YOUR OBJECTIVE: Each line below is to be written out once more, precisely as given.

STUDY MATERIAL:
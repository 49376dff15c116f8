//! Admin user management and the cache invalidation it schedules.

mod common;

use axum::http::StatusCode;
use common::{access_token, TestApp, TEST_PASSWORD};
use serde_json::json;
use storefront_service::services::{worker::JobOutcome, Job, QueueClient};

/// Runs the worker until the queue is empty.
async fn drain(app: &TestApp) {
    while app.queue.pending_len().await.unwrap() > 0 {
        app.run_worker_once().await;
    }
}

#[tokio::test]
async fn admin_creates_and_lists_users() {
    let app = TestApp::spawn();
    let admin = app.admin_token().await;

    let created = app
        .post(
            "/users",
            Some(&admin),
            json!({
                "name": "Staff Member",
                "email": "staff@example.com",
                "password": TEST_PASSWORD,
                "role": "admin",
            }),
        )
        .await;
    assert_eq!(created.status, StatusCode::CREATED);
    assert_eq!(created.body["role"], "admin");
    assert!(created.body.get("password_hash").is_none());

    let duplicate = app
        .post(
            "/users",
            Some(&admin),
            json!({ "email": "staff@example.com", "password": TEST_PASSWORD }),
        )
        .await;
    assert_eq!(duplicate.status, StatusCode::CONFLICT);

    app.register("customer@example.com").await;

    let all = app.get("/users?page=1&limit=10", Some(&admin)).await;
    assert_eq!(all.status, StatusCode::OK);
    assert_eq!(all.body["total"], 3);
    assert_eq!(all.body["page"], 1);
    assert_eq!(all.body["limit"], 10);
    assert_eq!(all.body["items"].as_array().unwrap().len(), 3);

    let customers = app.get("/users?role=user", Some(&admin)).await;
    assert_eq!(customers.body["total"], 1);
    assert_eq!(customers.body["items"][0]["email"], "customer@example.com");

    let paged = app.get("/users?page=2&limit=2", Some(&admin)).await;
    assert_eq!(paged.body["total"], 3);
    assert_eq!(paged.body["items"].as_array().unwrap().len(), 1);
}

#[tokio::test]
async fn listing_far_past_the_end_is_empty() {
    let app = TestApp::spawn();
    let admin = app.admin_token().await;

    let response = app
        .get(
            &format!("/users?page={}&limit=100", u64::MAX),
            Some(&admin),
        )
        .await;
    assert_eq!(response.status, StatusCode::OK);
    assert_eq!(response.body["total"], 1);
    assert!(response.body["items"].as_array().unwrap().is_empty());
}

#[tokio::test]
async fn admin_reads_updates_and_deletes_users() {
    let app = TestApp::spawn();
    let admin = app.admin_token().await;
    let body = app.register("target@example.com").await;
    let id = body["user"]["id"].as_str().unwrap().to_string();
    let uri = format!("/users/{}", id);

    let fetched = app.get(&uri, Some(&admin)).await;
    assert_eq!(fetched.status, StatusCode::OK);
    assert_eq!(fetched.body["email"], "target@example.com");

    let updated = app
        .patch(
            &uri,
            Some(&admin),
            Some(json!({ "name": "Target Renamed", "email_verified": true })),
        )
        .await;
    assert_eq!(updated.status, StatusCode::OK);
    assert_eq!(updated.body["name"], "Target Renamed");
    assert_eq!(updated.body["email_verified"], true);

    let deleted = app.delete(&uri, Some(&admin)).await;
    assert_eq!(deleted.status, StatusCode::OK);
    assert_eq!(app.get(&uri, Some(&admin)).await.status, StatusCode::NOT_FOUND);
    assert_eq!(app.delete(&uri, Some(&admin)).await.status, StatusCode::NOT_FOUND);

    let login = app.login("target@example.com", TEST_PASSWORD).await;
    assert_eq!(login.status, StatusCode::UNAUTHORIZED);
}

#[tokio::test]
async fn unknown_user_is_not_found() {
    let app = TestApp::spawn();
    let admin = app.admin_token().await;

    let response = app
        .patch(
            "/users/does-not-exist",
            Some(&admin),
            Some(json!({ "name": "Nobody Here" })),
        )
        .await;
    assert_eq!(response.status, StatusCode::NOT_FOUND);

    let toggled = app
        .patch("/users/does-not-exist/toggle-active", Some(&admin), None)
        .await;
    assert_eq!(toggled.status, StatusCode::NOT_FOUND);
}

#[tokio::test]
async fn profile_reads_are_cached_and_invalidated_by_the_worker() {
    let app = TestApp::spawn();
    let admin = app.admin_token().await;
    let body = app.register("cached@example.com").await;
    let id = body["user"]["id"].as_str().unwrap().to_string();
    let key = format!("user:{}", id);
    drain(&app).await;

    let me = app.get("/auth/me", Some(&access_token(&body))).await;
    assert_eq!(me.status, StatusCode::OK);
    assert!(app.cache.contains(&key));

    let updated = app
        .patch(
            &format!("/users/{}", id),
            Some(&admin),
            Some(json!({ "name": "Fresh Name" })),
        )
        .await;
    assert_eq!(updated.status, StatusCode::OK);
    assert_eq!(
        app.queue.pending_jobs(),
        vec![Job::ClearCache {
            cache_key: key.clone()
        }]
    );

    // Stale until the job runs.
    assert!(app.cache.contains(&key));

    let outcome = app.run_worker_once().await;
    assert_eq!(outcome, Some(JobOutcome::Completed { removed: 1 }));
    assert!(!app.cache.contains(&key));
    assert_eq!(app.queue.processing_len(), 0);

    let fresh = app.get("/auth/me", Some(&access_token(&body))).await;
    assert_eq!(fresh.body["name"], "Fresh Name");

    // Redelivery of the same invalidation is harmless.
    app.queue
        .enqueue(Job::ClearCache {
            cache_key: key.clone(),
        })
        .await
        .unwrap();
    assert!(app.cache.contains(&key));
    assert_eq!(
        app.run_worker_once().await,
        Some(JobOutcome::Completed { removed: 1 })
    );
    app.queue
        .enqueue(Job::ClearCache { cache_key: key })
        .await
        .unwrap();
    assert_eq!(
        app.run_worker_once().await,
        Some(JobOutcome::Completed { removed: 0 })
    );
}

#[tokio::test]
async fn invalid_invalidation_jobs_are_dead_lettered() {
    let app = TestApp::spawn();

    app.queue
        .enqueue(Job::ClearCache {
            cache_key: "*".to_string(),
        })
        .await
        .unwrap();

    assert_eq!(app.run_worker_once().await, Some(JobOutcome::DeadLettered));
    assert_eq!(app.queue.failed_len(), 1);
    assert_eq!(app.queue.pending_len().await.unwrap(), 0);
}

#[tokio::test]
async fn self_update_cannot_escalate_role() {
    let app = TestApp::spawn();
    let body = app.register("sneaky@example.com").await;
    let access = access_token(&body);

    let response = app
        .patch(
            "/users/me",
            Some(&access),
            Some(json!({ "role": "admin", "is_active": true })),
        )
        .await;
    assert_eq!(response.status, StatusCode::OK);
    assert_eq!(response.body["role"], "user");

    assert_eq!(
        app.get("/users", Some(&access)).await.status,
        StatusCode::FORBIDDEN
    );
}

PROBLEM SOLUTION:
repository 49376dff15c116f8
//! Admin user management and the cache invalidation it schedules.

mod common;

use axum::http::StatusCode;
use common::{access_token, TestApp, TEST_PASSWORD};
use serde_json::json;
use storefront_service::services::{worker::JobOutcome, Job, QueueClient};

/// Runs the worker until the queue is empty.
async fn drain(app: &TestApp) {
    while app.queue.pending_len().await.unwrap() > 0 {
        app.run_worker_once().await;
    }
}

#[tokio::test]
async fn admin_creates_and_lists_users() {
    let app = TestApp::spawn();
    let admin = app.admin_token().await;

    let created = app
        .post(
            "/users",
            Some(&admin),
            json!({
                "name": "Staff Member",
                "email": "staff@example.com",
                "password": TEST_PASSWORD,
                "role": "admin",
            }),
        )
        .await;
    assert_eq!(created.status, StatusCode::CREATED);
    assert_eq!(created.body["role"], "admin");
    assert!(created.body.get("password_hash").is_none());

    let duplicate = app
        .post(
            "/users",
            Some(&admin),
            json!({ "email": "staff@example.com", "password": TEST_PASSWORD }),
        )
        .await;
    assert_eq!(duplicate.status, StatusCode::CONFLICT);

    app.register("customer@example.com").await;

    let all = app.get("/users?page=1&limit=10", Some(&admin)).await;
    assert_eq!(all.status, StatusCode::OK);
    assert_eq!(all.body["total"], 3);
    assert_eq!(all.body["page"], 1);
    assert_eq!(all.body["limit"], 10);
    assert_eq!(all.body["items"].as_array().unwrap().len(), 3);

    let customers = app.get("/users?role=user", Some(&admin)).await;
    assert_eq!(customers.body["total"], 1);
    assert_eq!(customers.body["items"][0]["email"], "customer@example.com");

    let paged = app.get("/users?page=2&limit=2", Some(&admin)).await;
    assert_eq!(paged.body["total"], 3);
    assert_eq!(paged.body["items"].as_array().unwrap().len(), 1);
}

#[tokio::test]
async fn listing_far_past_the_end_is_empty() {
    let app = TestApp::spawn();
    let admin = app.admin_token().await;

    let response = app
        .get(
            &format!("/users?page={}&limit=100", u64::MAX),
            Some(&admin),
        )
        .await;
    assert_eq!(response.status, StatusCode::OK);
    assert_eq!(response.body["total"], 1);
    assert!(response.body["items"].as_array().unwrap().is_empty());
}

#[tokio::test]
async fn admin_reads_updates_and_deletes_users() {
    let app = TestApp::spawn();
    let admin = app.admin_token().await;
    let body = app.register("target@example.com").await;
    let id = body["user"]["id"].as_str().unwrap().to_string();
    let uri = format!("/users/{}", id);

    let fetched = app.get(&uri, Some(&admin)).await;
    assert_eq!(fetched.status, StatusCode::OK);
    assert_eq!(fetched.body["email"], "target@example.com");

    let updated = app
        .patch(
            &uri,
            Some(&admin),
            Some(json!({ "name": "Target Renamed", "email_verified": true })),
        )
        .await;
    assert_eq!(updated.status, StatusCode::OK);
    assert_eq!(updated.body["name"], "Target Renamed");
    assert_eq!(updated.body["email_verified"], true);

    let deleted = app.delete(&uri, Some(&admin)).await;
    assert_eq!(deleted.status, StatusCode::OK);
    assert_eq!(app.get(&uri, Some(&admin)).await.status, StatusCode::NOT_FOUND);
    assert_eq!(app.delete(&uri, Some(&admin)).await.status, StatusCode::NOT_FOUND);

    let login = app.login("target@example.com", TEST_PASSWORD).await;
    assert_eq!(login.status, StatusCode::UNAUTHORIZED);
}

#[tokio::test]
async fn unknown_user_is_not_found() {
    let app = TestApp::spawn();
    let admin = app.admin_token().await;

    let response = app
        .patch(
            "/users/does-not-exist",
            Some(&admin),
            Some(json!({ "name": "Nobody Here" })),
        )
        .await;
    assert_eq!(response.status, StatusCode::NOT_FOUND);

    let toggled = app
        .patch("/users/does-not-exist/toggle-active", Some(&admin), None)
        .await;
    assert_eq!(toggled.status, StatusCode::NOT_FOUND);
}

#[tokio::test]
async fn profile_reads_are_cached_and_invalidated_by_the_worker() {
    let app = TestApp::spawn();
    let admin = app.admin_token().await;
    let body = app.register("cached@example.com").await;
    let id = body["user"]["id"].as_str().unwrap().to_string();
    let key = format!("user:{}", id);
    drain(&app).await;

    let me = app.get("/auth/me", Some(&access_token(&body))).await;
    assert_eq!(me.status, StatusCode::OK);
    assert!(app.cache.contains(&key));

    let updated = app
        .patch(
            &format!("/users/{}", id),
            Some(&admin),
            Some(json!({ "name": "Fresh Name" })),
        )
        .await;
    assert_eq!(updated.status, StatusCode::OK);
    assert_eq!(
        app.queue.pending_jobs(),
        vec![Job::ClearCache {
            cache_key: key.clone()
        }]
    );

    // Stale until the job runs.
    assert!(app.cache.contains(&key));

    let outcome = app.run_worker_once().await;
    assert_eq!(outcome, Some(JobOutcome::Completed { removed: 1 }));
    assert!(!app.cache.contains(&key));
    assert_eq!(app.queue.processing_len(), 0);

    let fresh = app.get("/auth/me", Some(&access_token(&body))).await;
    assert_eq!(fresh.body["name"], "Fresh Name");

    // Redelivery of the same invalidation is harmless.
    app.queue
        .enqueue(Job::ClearCache {
            cache_key: key.clone(),
        })
        .await
        .unwrap();
    assert!(app.cache.contains(&key));
    assert_eq!(
        app.run_worker_once().await,
        Some(JobOutcome::Completed { removed: 1 })
    );
    app.queue
        .enqueue(Job::ClearCache { cache_key: key })
        .await
        .unwrap();
    assert_eq!(
        app.run_worker_once().await,
        Some(JobOutcome::Completed { removed: 0 })
    );
}

#[tokio::test]
async fn invalid_invalidation_jobs_are_dead_lettered() {
    let app = TestApp::spawn();

    app.queue
        .enqueue(Job::ClearCache {
            cache_key: "*".to_string(),
        })
        .await
        .unwrap();

    assert_eq!(app.run_worker_once().await, Some(JobOutcome::DeadLettered));
    assert_eq!(app.queue.failed_len(), 1);
    assert_eq!(app.queue.pending_len().await.unwrap(), 0);
}

#[tokio::test]
async fn self_update_cannot_escalate_role() {
    let app = TestApp::spawn();
    let body = app.register("sneaky@example.com").await;
    let access = access_token(&body);

    let response = app
        .patch(
            "/users/me",
            Some(&access),
            Some(json!({ "role": "admin", "is_active": true })),
        )
        .await;
    assert_eq!(response.status, StatusCode::OK);
    assert_eq!(response.body["role"], "user");

    assert_eq!(
        app.get("/users", Some(&access)).await.status,
        StatusCode::FORBIDDEN
    );
}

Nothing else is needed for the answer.